**What you have to do**
Repeat all the records, precisely as given.

Data records section start

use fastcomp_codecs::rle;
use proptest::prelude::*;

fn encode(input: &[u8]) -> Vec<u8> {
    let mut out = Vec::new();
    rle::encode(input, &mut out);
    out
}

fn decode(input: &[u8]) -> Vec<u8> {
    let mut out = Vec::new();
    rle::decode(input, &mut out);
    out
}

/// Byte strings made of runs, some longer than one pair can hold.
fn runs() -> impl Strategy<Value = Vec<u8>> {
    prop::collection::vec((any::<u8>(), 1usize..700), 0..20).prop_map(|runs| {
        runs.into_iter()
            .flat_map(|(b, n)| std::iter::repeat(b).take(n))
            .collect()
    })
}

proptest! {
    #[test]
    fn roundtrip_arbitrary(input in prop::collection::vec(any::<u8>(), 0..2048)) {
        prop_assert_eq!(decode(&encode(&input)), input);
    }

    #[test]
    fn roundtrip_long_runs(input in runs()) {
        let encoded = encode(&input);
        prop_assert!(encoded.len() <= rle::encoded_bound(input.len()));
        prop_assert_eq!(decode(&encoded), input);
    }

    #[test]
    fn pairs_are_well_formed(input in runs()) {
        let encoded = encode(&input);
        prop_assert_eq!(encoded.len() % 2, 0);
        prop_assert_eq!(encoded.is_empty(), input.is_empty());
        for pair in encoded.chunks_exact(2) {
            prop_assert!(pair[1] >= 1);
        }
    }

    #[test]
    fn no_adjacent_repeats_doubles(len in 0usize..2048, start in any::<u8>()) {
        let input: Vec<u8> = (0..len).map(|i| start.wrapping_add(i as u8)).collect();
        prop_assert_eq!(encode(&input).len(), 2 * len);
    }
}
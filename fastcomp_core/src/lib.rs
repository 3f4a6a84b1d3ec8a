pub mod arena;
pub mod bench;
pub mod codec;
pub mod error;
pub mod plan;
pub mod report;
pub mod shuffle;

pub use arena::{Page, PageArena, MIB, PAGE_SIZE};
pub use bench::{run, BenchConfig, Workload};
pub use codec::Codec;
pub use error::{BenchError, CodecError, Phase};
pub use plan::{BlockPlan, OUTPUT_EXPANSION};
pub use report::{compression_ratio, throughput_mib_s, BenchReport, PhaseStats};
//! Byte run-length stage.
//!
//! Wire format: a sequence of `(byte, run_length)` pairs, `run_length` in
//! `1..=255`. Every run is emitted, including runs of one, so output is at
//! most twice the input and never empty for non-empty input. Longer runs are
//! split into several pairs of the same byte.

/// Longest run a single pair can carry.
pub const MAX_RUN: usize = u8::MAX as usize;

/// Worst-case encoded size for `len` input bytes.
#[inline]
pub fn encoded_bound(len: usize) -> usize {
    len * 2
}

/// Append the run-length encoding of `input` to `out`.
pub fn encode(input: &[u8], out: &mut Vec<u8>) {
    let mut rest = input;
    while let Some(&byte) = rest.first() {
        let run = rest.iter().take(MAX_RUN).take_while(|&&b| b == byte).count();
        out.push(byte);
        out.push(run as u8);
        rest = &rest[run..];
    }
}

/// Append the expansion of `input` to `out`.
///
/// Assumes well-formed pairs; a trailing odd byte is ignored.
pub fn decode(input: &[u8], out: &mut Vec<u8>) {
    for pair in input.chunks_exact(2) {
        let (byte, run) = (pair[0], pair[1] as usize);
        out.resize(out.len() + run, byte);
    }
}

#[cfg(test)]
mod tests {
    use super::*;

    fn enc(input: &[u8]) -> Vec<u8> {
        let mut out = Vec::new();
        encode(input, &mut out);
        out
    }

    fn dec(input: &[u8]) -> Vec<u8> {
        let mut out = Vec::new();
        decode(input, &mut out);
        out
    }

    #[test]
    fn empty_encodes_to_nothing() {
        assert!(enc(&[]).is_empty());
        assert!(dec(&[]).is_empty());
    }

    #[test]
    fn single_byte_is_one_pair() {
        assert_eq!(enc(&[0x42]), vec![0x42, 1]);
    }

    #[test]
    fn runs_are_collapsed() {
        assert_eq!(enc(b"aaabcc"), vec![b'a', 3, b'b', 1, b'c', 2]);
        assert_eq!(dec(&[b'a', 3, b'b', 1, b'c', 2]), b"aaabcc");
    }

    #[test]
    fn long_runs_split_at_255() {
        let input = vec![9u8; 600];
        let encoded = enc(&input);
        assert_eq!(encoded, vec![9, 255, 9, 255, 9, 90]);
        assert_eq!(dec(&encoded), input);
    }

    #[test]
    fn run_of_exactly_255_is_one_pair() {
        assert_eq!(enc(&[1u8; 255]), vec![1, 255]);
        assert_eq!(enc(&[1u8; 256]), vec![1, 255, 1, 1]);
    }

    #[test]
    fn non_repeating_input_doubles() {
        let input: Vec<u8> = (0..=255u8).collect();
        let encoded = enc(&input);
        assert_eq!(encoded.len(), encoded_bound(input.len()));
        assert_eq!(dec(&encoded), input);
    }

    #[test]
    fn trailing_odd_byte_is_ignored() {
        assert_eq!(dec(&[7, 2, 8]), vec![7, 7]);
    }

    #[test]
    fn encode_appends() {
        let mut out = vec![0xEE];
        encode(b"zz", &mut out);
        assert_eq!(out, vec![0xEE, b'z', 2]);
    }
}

Data records section end

**Task solution**
use fastcomp_codecs::rle;
use proptest::prelude::*;

fn encode(input: &[u8]) -> Vec<u8> {
    let mut out = Vec::new();
    rle::encode(input, &mut out);
    out
}

fn decode(input: &[u8]) -> Vec<u8> {
    let mut out = Vec::new();
    rle::decode(input, &mut out);
    out
}

/// Byte strings made of runs, some longer than one pair can hold.
fn runs() -> impl Strategy<Value = Vec<u8>> {
    prop::collection::vec((any::<u8>(), 1usize..700), 0..20).prop_map(|runs| {
        runs.into_iter()
            .flat_map(|(b, n)| std::iter::repeat(b).take(n))
            .collect()
    })
}

proptest! {
    #[test]
    fn roundtrip_arbitrary(input in prop::collection::vec(any::<u8>(), 0..2048)) {
        prop_assert_eq!(decode(&encode(&input)), input);
    }

    #[test]
    fn roundtrip_long_runs(input in runs()) {
        let encoded = encode(&input);
        prop_assert!(encoded.len() <= rle::encoded_bound(input.len()));
        prop_assert_eq!(decode(&encoded), input);
    }

    #[test]
    fn pairs_are_well_formed(input in runs()) {
        let encoded = encode(&input);
        prop_assert_eq!(encoded.len() % 2, 0);
        prop_assert_eq!(encoded.is_empty(), input.is_empty());
        for pair in encoded.chunks_exact(2) {
            prop_assert!(pair[1] >= 1);
        }
    }

    #[test]
    fn no_adjacent_repeats_doubles(len in 0usize..2048, start in any::<u8>()) {
        let input: Vec<u8> = (0..len).map(|i| start.wrapping_add(i as u8)).collect();
        prop_assert_eq!(encode(&input).len(), 2 * len);
    }
}
filename fastcomp_core/src/lib.rs
repository 3f4a6a84b1d3ec8a
pub mod arena;
pub mod bench;
pub mod codec;
pub mod error;
pub mod plan;
pub mod report;
pub mod shuffle;

pub use arena::{Page, PageArena, MIB, PAGE_SIZE};
pub use bench::{run, BenchConfig, Workload};
pub use codec::Codec;
pub use error::{BenchError, CodecError, Phase};
pub use plan::{BlockPlan, OUTPUT_EXPANSION};
pub use report::{compression_ratio, throughput_mib_s, BenchReport, PhaseStats};
//! Byte run-length stage.
//!
//! Wire format: a sequence of `(byte, run_length)` pairs, `run_length` in
//! `1..=255`. Every run is emitted, including runs of one, so output is at
//! most twice the input and never empty for non-empty input. Longer runs are
//! split into several pairs of the same byte.

/// Longest run a single pair can carry.
pub const MAX_RUN: usize = u8::MAX as usize;

/// Worst-case encoded size for `len` input bytes.
#[inline]
pub fn encoded_bound(len: usize) -> usize {
    len * 2
}

/// Append the run-length encoding of `input` to `out`.
pub fn encode(input: &[u8], out: &mut Vec<u8>) {
    let mut rest = input;
    while let Some(&byte) = rest.first() {
        let run = rest.iter().take(MAX_RUN).take_while(|&&b| b == byte).count();
        out.push(byte);
        out.push(run as u8);
        rest = &rest[run..];
    }
}

/// Append the expansion of `input` to `out`.
///
/// Assumes well-formed pairs; a trailing odd byte is ignored.
pub fn decode(input: &[u8], out: &mut Vec<u8>) {
    for pair in input.chunks_exact(2) {
        let (byte, run) = (pair[0], pair[1] as usize);
        out.resize(out.len() + run, byte);
    }
}

#[cfg(test)]
mod tests {
    use super::*;

    fn enc(input: &[u8]) -> Vec<u8> {
        let mut out = Vec::new();
        encode(input, &mut out);
        out
    }

    fn dec(input: &[u8]) -> Vec<u8> {
        let mut out = Vec::new();
        decode(input, &mut out);
        out
    }

    #[test]
    fn empty_encodes_to_nothing() {
        assert!(enc(&[]).is_empty());
        assert!(dec(&[]).is_empty());
    }

    #[test]
    fn single_byte_is_one_pair() {
        assert_eq!(enc(&[0x42]), vec![0x42, 1]);
    }

    #[test]
    fn runs_are_collapsed() {
        assert_eq!(enc(b"aaabcc"), vec![b'a', 3, b'b', 1, b'c', 2]);
        assert_eq!(dec(&[b'a', 3, b'b', 1, b'c', 2]), b"aaabcc");
    }

    #[test]
    fn long_runs_split_at_255() {
        let input = vec![9u8; 600];
        let encoded = enc(&input);
        assert_eq!(encoded, vec![9, 255, 9, 255, 9, 90]);
        assert_eq!(dec(&encoded), input);
    }

    #[test]
    fn run_of_exactly_255_is_one_pair() {
        assert_eq!(enc(&[1u8; 255]), vec![1, 255]);
        assert_eq!(enc(&[1u8; 256]), vec![1, 255, 1, 1]);
    }

    #[test]
    fn non_repeating_input_doubles() {
        let input: Vec<u8> = (0..=255u8).collect();
        let encoded = enc(&input);
        assert_eq!(encoded.len(), encoded_bound(input.len()));
        assert_eq!(dec(&encoded), input);
    }

    #[test]
    fn trailing_odd_byte_is_ignored() {
        assert_eq!(dec(&[7, 2, 8]), vec![7, 7]);
    }

    #[test]
    fn encode_appends() {
        let mut out = vec![0xEE];
        encode(b"zz", &mut out);
        assert_eq!(out, vec![0xEE, b'z', 2]);
    }
}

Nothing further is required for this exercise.